In Singapore, the zeal for investing in co-living has continued unabated. “Hotel prices have remained largely unchanged since the pandemic. Even with the tourism recovery, a drop off in demand for co-living conversions on a purchase-to-convert basis appears unlikely,” says Neo.

Lee’s Dash Living is vying with Weave Living, founded in 2017 by former banker Sachin Doshi, for the region’s leadership role. Both have expanded aggressively in the region through acquisitions.

For its part, Dash Living has raised $18.8 million since its founding. Lee remains the company’s largest shareholder. Hong Kong-based Mindworks Venture, the largest non-founder shareholder, came in October 2019.

Starting with an old building with twelve rooms in Tsim Sha Tsui in Hong Kong’s Kowloon downtown, he marketed them on Facebook. He found his first customers in the U.S. They were three university students searching online for accommodation in Hong Kong to work as interns at Li & Fung, which would later reimburse them for the expenses.

Lee’s secret sauce is a combined deployment of technology and targeted marketing via websites and social media to pre-sell the available spaces.

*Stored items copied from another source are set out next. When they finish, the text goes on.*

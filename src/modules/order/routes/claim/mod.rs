mod handler;
mod service;
mod types;

use crate::types::Context;
use axum::{routing::post, Router};
use std::sync::Arc;

pub fn get_router() -> Router<Arc<Context>> {
    Router::new().route("/:id/claim", post(handler::handler))
}
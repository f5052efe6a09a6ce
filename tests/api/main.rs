mod address;
mod admin;
mod cart;
mod checkout;
mod combo;
mod helpers;
mod order;
mod rating;
mod router;
mod webhook;
pub mod request {
    use crate::{modules::auth::middleware::Auth, utils::validation::validate_positive_money};
    use bigdecimal::BigDecimal;
    use serde::Deserialize;
    use validator::Validate;

    #[derive(Deserialize, Validate)]
    pub struct Body {
        #[validate(custom(code = "INVALID_AMOUNT", function = "validate_positive_money"))]
        pub amount: BigDecimal,
    }

    pub struct Payload {
        pub auth: Auth,
        pub body: Body,
    }
}

pub mod response {
    use axum::{extract::Json, http::StatusCode, response::IntoResponse};
    use serde_json::json;
    use validator::ValidationErrors;

    use crate::{modules::payment::service::Invoice, utils::validation};

    pub enum Success {
        TopupInvoiceLink(Invoice),
    }

    impl IntoResponse for Success {
        fn into_response(self) -> axum::response::Response {
            match self {
                Self::TopupInvoiceLink(invoice) => (
                    StatusCode::OK,
                    Json(json!({
                        "url": invoice.authorization_url,
                        "reference": invoice.reference,
                    })),
                )
                    .into_response(),
            }
        }
    }

    pub enum Error {
        FailedToValidate(ValidationErrors),
        FailedToCreateTopupInvoiceLink,
    }

    impl IntoResponse for Error {
        fn into_response(self) -> axum::response::Response {
            match self {
                Self::FailedToValidate(errors) => validation::into_response(errors).into_response(),
                Self::FailedToCreateTopupInvoiceLink => (
                    StatusCode::INTERNAL_SERVER_ERROR,
                    Json(json!({ "error": "Failed to create top-up invoice link" })),
                )
                    .into_response(),
            }
        }
    }

    pub type Response = Result<Success, Error>;
}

“Our technology is very mature. The prices are adjusted against the market to ensure the rooms are booked. The prices move according to the room availability. We find the right customer with the right price,” he says.

His successful recipe also includes trendy services: community-driven online and offline events, including wine tasting, and abundant complimentary amenities, the most popular of which is gym memberships with outside operators. “Living is a necessity, it’s very sticky, and we do long stay,” he adds.

Six months-plus is considered long-term in hospitality; Dash Living’s typical leases with tenants average ten months, proof that co-living is far from an impulsive move.